What the task asks >> Search the data for the word "UserId" and copy out every line that has it.

Exercise material >>
//! Unified error handling with Sentry integration.
//!
//! Every screen action returns `Result<T, AppError>`. Validation and
//! credential problems are shown to the shopper as-is; store, catalog and
//! other internal failures are captured to Sentry and shown as a generic
//! alert.

use thiserror::Error;

use crate::catalog::CatalogError;
use crate::config::ConfigError;
use crate::db::RepositoryError;
use crate::lifetime::Cancelled;
use crate::services::auth::AuthError;
use crate::services::checkout::CheckoutError;
use crate::session::SessionError;

/// Application-level error type.
#[derive(Debug, Error)]
pub enum AppError {
    /// Configuration could not be loaded.
    #[error("Config error: {0}")]
    Config(#[from] ConfigError),

    /// Database operation failed.
    #[error("Database error: {0}")]
    Database(#[from] RepositoryError),

    /// Catalog request failed.
    #[error("Catalog error: {0}")]
    Catalog(#[from] CatalogError),

    /// Registration or login failed.
    #[error("Auth error: {0}")]
    Auth(#[from] AuthError),

    /// Checkout failed.
    #[error("Checkout error: {0}")]
    Checkout(#[from] CheckoutError),

    /// Session storage failed.
    #[error("Session error: {0}")]
    Session(#[from] SessionError),

    /// The screen was dismissed before the action finished.
    #[error("Cancelled")]
    Cancelled(#[from] Cancelled),

    /// Resource not found.
    #[error("Not found: {0}")]
    NotFound(String),

    /// The action needs a signed-in shopper.
    #[error("Unauthorized: {0}")]
    Unauthorized(String),

    /// Bad input from the shopper.
    #[error("Bad request: {0}")]
    BadRequest(String),
}

impl AppError {
    /// Whether the error is the shopper's to fix (validation, credentials,
    /// missing items) rather than an internal failure.
    #[must_use]
    pub const fn is_user_facing(&self) -> bool {
        match self {
            Self::Database(RepositoryError::NotFound) => true,
            Self::Auth(AuthError::Repository(_) | AuthError::PasswordHash)
            | Self::Checkout(CheckoutError::Repository(_))
            | Self::Config(_)
            | Self::Database(_)
            | Self::Catalog(_)
            | Self::Session(_) => false,
            Self::Auth(_)
            | Self::Checkout(_)
            | Self::Cancelled(_)
            | Self::NotFound(_)
            | Self::Unauthorized(_)
            | Self::BadRequest(_) => true,
        }
    }

    /// Alert text safe to show the shopper.
    #[must_use]
    pub fn user_message(&self) -> String {
        match self {
            Self::Database(RepositoryError::NotFound) => "Item not found".to_string(),
            Self::Database(_)
            | Self::Session(_)
            | Self::Checkout(CheckoutError::Repository(_))
            | Self::Auth(AuthError::Repository(_) | AuthError::PasswordHash) => {
                "Could not save your changes, please try again".to_string()
            }
            Self::Config(e) => e.to_string(),
            Self::Catalog(_) => "The product catalog is unavailable".to_string(),
            Self::Checkout(CheckoutError::EmptyCart) => "Your cart is empty".to_string(),
            Self::Auth(err) => match err {
                AuthError::MissingFields(_) => "Please fill in all fields".to_string(),
                AuthError::InvalidEmail(_) => "Invalid email address".to_string(),
                AuthError::UnsupportedSubscriptionDays(_) => {
                    "Subscription length must be 5 or 10 days".to_string()
                }
                AuthError::InvalidCredentials => "Invalid email or password".to_string(),
                AuthError::UserAlreadyExists => {
                    "An account with this email already exists".to_string()
                }
                AuthError::Repository(_) | AuthError::PasswordHash => {
                    "Authentication error".to_string()
                }
            },
            Self::Cancelled(_) => "Cancelled".to_string(),
            Self::NotFound(what) => format!("{what} not found"),
            Self::Unauthorized(msg) | Self::BadRequest(msg) => msg.clone(),
        }
    }

    /// Log the error and capture internal failures to Sentry.
    pub fn report(&self) {
        if self.is_user_facing() {
            tracing::info!(error = %self, "Action rejected");
            return;
        }

        let event_id = sentry::capture_error(self);
        tracing::error!(
            error = %self,
            sentry_event_id = %event_id,
            "Action failed"
        );
    }
}

/// Result type alias for `AppError`.
pub type Result<T> = std::result::Result<T, AppError>;

/// Set the Sentry user context.
///
/// Call this after successful authentication to associate errors with users.
pub fn set_sentry_user(user_id: &impl ToString, email: Option<&str>) {
    sentry::configure_scope(|scope| {
        scope.set_user(Some(sentry::User {
            id: Some(user_id.to_string()),
            email: email.map(String::from),
            ..Default::default()
        }));
    });
}

/// Clear the Sentry user context.
pub fn clear_sentry_user() {
    sentry::configure_scope(|scope| {
        scope.set_user(None);
    });
}

/// Add a breadcrumb for a shopper action.
///
/// # Example
///
/// ```rust,ignore
/// add_breadcrumb("cart", "Added to cart", Some(&[("product_id", "12")]));
/// ```
pub fn add_breadcrumb(category: &str, message: &str, data: Option<&[(&str, &str)]>) {
    let mut breadcrumb = sentry::Breadcrumb {
        category: Some(category.to_string()),
        message: Some(message.to_string()),
        level: sentry::Level::Info,
        ..Default::default()
    };

    if let Some(pairs) = data {
        for (key, value) in pairs {
            breadcrumb.data.insert(
                (*key).to_string(),
                serde_json::Value::String((*value).to_string()),
            );
        }
    }

    sentry::add_breadcrumb(breadcrumb);
}
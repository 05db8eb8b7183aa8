//! User domain types.

use serde::{Deserialize, Serialize};

use cartwheel_core::{Email, SubscriptionDays, SubscriptionType, UserId};

/// A registered shopper (domain type).
///
/// This is also the value cached in the session after login, so it never
/// carries the password.
#[derive(Debug, Clone, PartialEq, Eq, Serialize, Deserialize)]
pub struct User {
    /// Unique user ID.
    pub id: UserId,
    /// Display name chosen at registration.
    pub username: String,
    /// Login email address.
    pub email: Email,
    /// Delivery subscription plan.
    pub subscription_type: SubscriptionType,
    /// Subscription length in days; drives the baseline discount tier.
    #[serde(default)]
    pub subscription_days: Option<SubscriptionDays>,
}

/// Validated registration data.
#[derive(Debug, Clone)]
pub struct NewUser {
    /// Display name.
    pub username: String,
    /// Login email address.
    pub email: Email,
    /// Delivery subscription plan.
    pub subscription_type: SubscriptionType,
    /// Optional subscription length.
    pub subscription_days: Option<SubscriptionDays>,
}
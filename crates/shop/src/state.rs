//! Application state shared across screens.

use std::sync::Arc;

use crate::catalog::CatalogClient;
use crate::config::ShopConfig;
use crate::db::Store;
use crate::db::cart::CartRepository;
use crate::db::orders::OrderRepository;
use crate::error::AppError;
use crate::services::auth::AuthService;
use crate::services::catalog::Catalog;
use crate::services::checkout::CheckoutService;
use crate::services::orders::OrderService;
use crate::session::SessionStore;

/// Application state shared across all screens.
///
/// This struct is cheaply cloneable via `Arc` and provides access to the
/// store, the catalog client, the session and configuration.
#[derive(Clone)]
pub struct AppState {
    inner: Arc<AppStateInner>,
}

struct AppStateInner {
    config: ShopConfig,
    store: Store,
    catalog: CatalogClient,
    session: SessionStore,
}

impl AppState {
    /// Assemble state from already-opened parts.
    #[must_use]
    pub fn new(
        config: ShopConfig,
        store: Store,
        catalog: CatalogClient,
        session: SessionStore,
    ) -> Self {
        Self {
            inner: Arc::new(AppStateInner {
                config,
                store,
                catalog,
                session,
            }),
        }
    }

    /// Open the store, the catalog client and the session file named by
    /// `config`.
    ///
    /// # Errors
    ///
    /// Returns an error if any of them cannot be opened.
    pub async fn open(config: ShopConfig) -> Result<Self, AppError> {
        let store = Store::open(&config.database).await?;
        let catalog = CatalogClient::new(&config.catalog)?;
        let session = SessionStore::open(&config.session_path).await?;
        Ok(Self::new(config, store, catalog, session))
    }

    /// Get a reference to the shop configuration.
    #[must_use]
    pub fn config(&self) -> &ShopConfig {
        &self.inner.config
    }

    /// Get a reference to the local store.
    #[must_use]
    pub fn store(&self) -> &Store {
        &self.inner.store
    }

    /// Get a reference to the session store.
    #[must_use]
    pub fn session(&self) -> &SessionStore {
        &self.inner.session
    }

    /// Failure-tolerant catalog browsing.
    #[must_use]
    pub fn catalog(&self) -> Catalog<'_> {
        Catalog::new(&self.inner.catalog, &self.inner.store)
    }

    /// Cart operations.
    #[must_use]
    pub fn cart(&self) -> CartRepository<'_> {
        CartRepository::new(&self.inner.store)
    }

    /// Order history.
    #[must_use]
    pub fn orders(&self) -> OrderRepository<'_> {
        OrderRepository::new(&self.inner.store)
    }

    /// Order summaries.
    #[must_use]
    pub fn order_summaries(&self) -> OrderService<'_> {
        OrderService::new(&self.inner.store)
    }

    /// Registration and login.
    #[must_use]
    pub fn auth(&self) -> AuthService<'_> {
        AuthService::new(&self.inner.store)
    }

    /// Checkout.
    #[must_use]
    pub fn checkout(&self) -> CheckoutService<'_> {
        CheckoutService::new(&self.inner.store)
    }
}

Exercise result >>
use cartwheel_core::{Email, SubscriptionDays, SubscriptionType, UserId};
    pub id: UserId,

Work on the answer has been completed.